◆ Task statement
The full listing below must be printed exactly, word for word.

◆ Data provided

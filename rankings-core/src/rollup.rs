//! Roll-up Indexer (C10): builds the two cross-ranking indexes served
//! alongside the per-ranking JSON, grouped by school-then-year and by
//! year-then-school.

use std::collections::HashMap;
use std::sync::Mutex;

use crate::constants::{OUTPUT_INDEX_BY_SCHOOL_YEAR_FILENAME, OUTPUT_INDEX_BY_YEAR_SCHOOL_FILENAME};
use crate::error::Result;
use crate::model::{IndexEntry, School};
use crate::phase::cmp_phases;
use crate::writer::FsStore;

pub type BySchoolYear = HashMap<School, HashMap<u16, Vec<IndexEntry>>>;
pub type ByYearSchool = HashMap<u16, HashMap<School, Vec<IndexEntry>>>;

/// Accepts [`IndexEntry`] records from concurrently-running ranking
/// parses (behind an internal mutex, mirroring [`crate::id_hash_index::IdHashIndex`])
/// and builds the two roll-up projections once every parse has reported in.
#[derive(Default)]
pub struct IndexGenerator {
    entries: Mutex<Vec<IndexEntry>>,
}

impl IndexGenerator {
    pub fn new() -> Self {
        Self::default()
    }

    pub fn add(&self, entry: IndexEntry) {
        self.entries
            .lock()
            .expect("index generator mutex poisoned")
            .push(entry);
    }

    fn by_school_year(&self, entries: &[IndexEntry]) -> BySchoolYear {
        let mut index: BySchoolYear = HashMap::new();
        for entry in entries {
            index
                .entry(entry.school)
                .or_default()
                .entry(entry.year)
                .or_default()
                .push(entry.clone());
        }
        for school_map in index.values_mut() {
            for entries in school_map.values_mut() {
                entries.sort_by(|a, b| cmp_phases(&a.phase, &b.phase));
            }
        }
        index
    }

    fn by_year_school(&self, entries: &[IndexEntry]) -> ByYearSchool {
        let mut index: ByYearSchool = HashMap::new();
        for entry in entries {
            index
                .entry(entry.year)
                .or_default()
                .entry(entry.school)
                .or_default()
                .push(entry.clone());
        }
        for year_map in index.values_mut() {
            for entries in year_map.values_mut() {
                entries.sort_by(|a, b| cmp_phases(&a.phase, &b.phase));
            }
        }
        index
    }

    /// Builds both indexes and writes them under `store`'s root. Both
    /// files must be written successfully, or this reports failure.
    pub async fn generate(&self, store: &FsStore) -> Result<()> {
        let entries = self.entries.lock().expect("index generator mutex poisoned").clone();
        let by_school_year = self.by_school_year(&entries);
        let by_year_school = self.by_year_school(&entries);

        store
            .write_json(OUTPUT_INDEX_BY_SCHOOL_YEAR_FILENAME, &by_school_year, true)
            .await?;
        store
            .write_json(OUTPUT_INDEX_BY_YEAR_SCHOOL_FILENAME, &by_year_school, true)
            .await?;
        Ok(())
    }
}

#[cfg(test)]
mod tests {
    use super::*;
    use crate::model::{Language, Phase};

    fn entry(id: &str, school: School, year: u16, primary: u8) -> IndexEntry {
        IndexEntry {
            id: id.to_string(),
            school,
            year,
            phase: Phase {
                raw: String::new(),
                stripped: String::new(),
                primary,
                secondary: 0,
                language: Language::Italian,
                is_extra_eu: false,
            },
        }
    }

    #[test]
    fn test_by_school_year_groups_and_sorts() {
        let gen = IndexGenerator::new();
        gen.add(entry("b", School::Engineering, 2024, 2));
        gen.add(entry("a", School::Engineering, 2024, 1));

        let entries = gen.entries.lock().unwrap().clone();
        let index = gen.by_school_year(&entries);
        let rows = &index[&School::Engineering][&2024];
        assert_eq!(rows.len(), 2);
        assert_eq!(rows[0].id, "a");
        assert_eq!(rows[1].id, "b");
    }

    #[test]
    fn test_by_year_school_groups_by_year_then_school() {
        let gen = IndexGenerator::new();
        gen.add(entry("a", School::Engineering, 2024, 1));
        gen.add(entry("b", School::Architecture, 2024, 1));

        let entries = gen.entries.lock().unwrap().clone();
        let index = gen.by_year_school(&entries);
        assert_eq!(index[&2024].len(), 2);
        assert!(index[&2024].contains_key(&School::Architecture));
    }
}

◆ Response to the task
filename rankings-core/src/rollup.rs
//! Roll-up Indexer (C10): builds the two cross-ranking indexes served
//! alongside the per-ranking JSON, grouped by school-then-year and by
//! year-then-school.

use std::collections::HashMap;
use std::sync::Mutex;

use crate::constants::{OUTPUT_INDEX_BY_SCHOOL_YEAR_FILENAME, OUTPUT_INDEX_BY_YEAR_SCHOOL_FILENAME};
use crate::error::Result;
use crate::model::{IndexEntry, School};
use crate::phase::cmp_phases;
use crate::writer::FsStore;

pub type BySchoolYear = HashMap<School, HashMap<u16, Vec<IndexEntry>>>;
pub type ByYearSchool = HashMap<u16, HashMap<School, Vec<IndexEntry>>>;

/// Accepts [`IndexEntry`] records from concurrently-running ranking
/// parses (behind an internal mutex, mirroring [`crate::id_hash_index::IdHashIndex`])
/// and builds the two roll-up projections once every parse has reported in.
#[derive(Default)]
pub struct IndexGenerator {
    entries: Mutex<Vec<IndexEntry>>,
}

impl IndexGenerator {
    pub fn new() -> Self {
        Self::default()
    }

    pub fn add(&self, entry: IndexEntry) {
        self.entries
            .lock()
            .expect("index generator mutex poisoned")
            .push(entry);
    }

    fn by_school_year(&self, entries: &[IndexEntry]) -> BySchoolYear {
        let mut index: BySchoolYear = HashMap::new();
        for entry in entries {
            index
                .entry(entry.school)
                .or_default()
                .entry(entry.year)
                .or_default()
                .push(entry.clone());
        }
        for school_map in index.values_mut() {
            for entries in school_map.values_mut() {
                entries.sort_by(|a, b| cmp_phases(&a.phase, &b.phase));
            }
        }
        index
    }

    fn by_year_school(&self, entries: &[IndexEntry]) -> ByYearSchool {
        let mut index: ByYearSchool = HashMap::new();
        for entry in entries {
            index
                .entry(entry.year)
                .or_default()
                .entry(entry.school)
                .or_default()
                .push(entry.clone());
        }
        for year_map in index.values_mut() {
            for entries in year_map.values_mut() {
                entries.sort_by(|a, b| cmp_phases(&a.phase, &b.phase));
            }
        }
        index
    }

    /// Builds both indexes and writes them under `store`'s root. Both
    /// files must be written successfully, or this reports failure.
    pub async fn generate(&self, store: &FsStore) -> Result<()> {
        let entries = self.entries.lock().expect("index generator mutex poisoned").clone();
        let by_school_year = self.by_school_year(&entries);
        let by_year_school = self.by_year_school(&entries);

        store
            .write_json(OUTPUT_INDEX_BY_SCHOOL_YEAR_FILENAME, &by_school_year, true)
            .await?;
        store
            .write_json(OUTPUT_INDEX_BY_YEAR_SCHOOL_FILENAME, &by_year_school, true)
            .await?;
        Ok(())
    }
}

#[cfg(test)]
mod tests {
    use super::*;
    use crate::model::{Language, Phase};

    fn entry(id: &str, school: School, year: u16, primary: u8) -> IndexEntry {
        IndexEntry {
            id: id.to_string(),
            school,
            year,
            phase: Phase {
                raw: String::new(),
                stripped: String::new(),
                primary,
                secondary: 0,
                language: Language::Italian,
                is_extra_eu: false,
            },
        }
    }

    #[test]
    fn test_by_school_year_groups_and_sorts() {
        let gen = IndexGenerator::new();
        gen.add(entry("b", School::Engineering, 2024, 2));
        gen.add(entry("a", School::Engineering, 2024, 1));

        let entries = gen.entries.lock().unwrap().clone();
        let index = gen.by_school_year(&entries);
        let rows = &index[&School::Engineering][&2024];
        assert_eq!(rows.len(), 2);
        assert_eq!(rows[0].id, "a");
        assert_eq!(rows[1].id, "b");
    }

    #[test]
    fn test_by_year_school_groups_by_year_then_school() {
        let gen = IndexGenerator::new();
        gen.add(entry("a", School::Engineering, 2024, 1));
        gen.add(entry("b", School::Architecture, 2024, 1));

        let entries = gen.entries.lock().unwrap().clone();
        let index = gen.by_year_school(&entries);
        assert_eq!(index[&2024].len(), 2);
        assert!(index[&2024].contains_key(&School::Architecture));
    }
}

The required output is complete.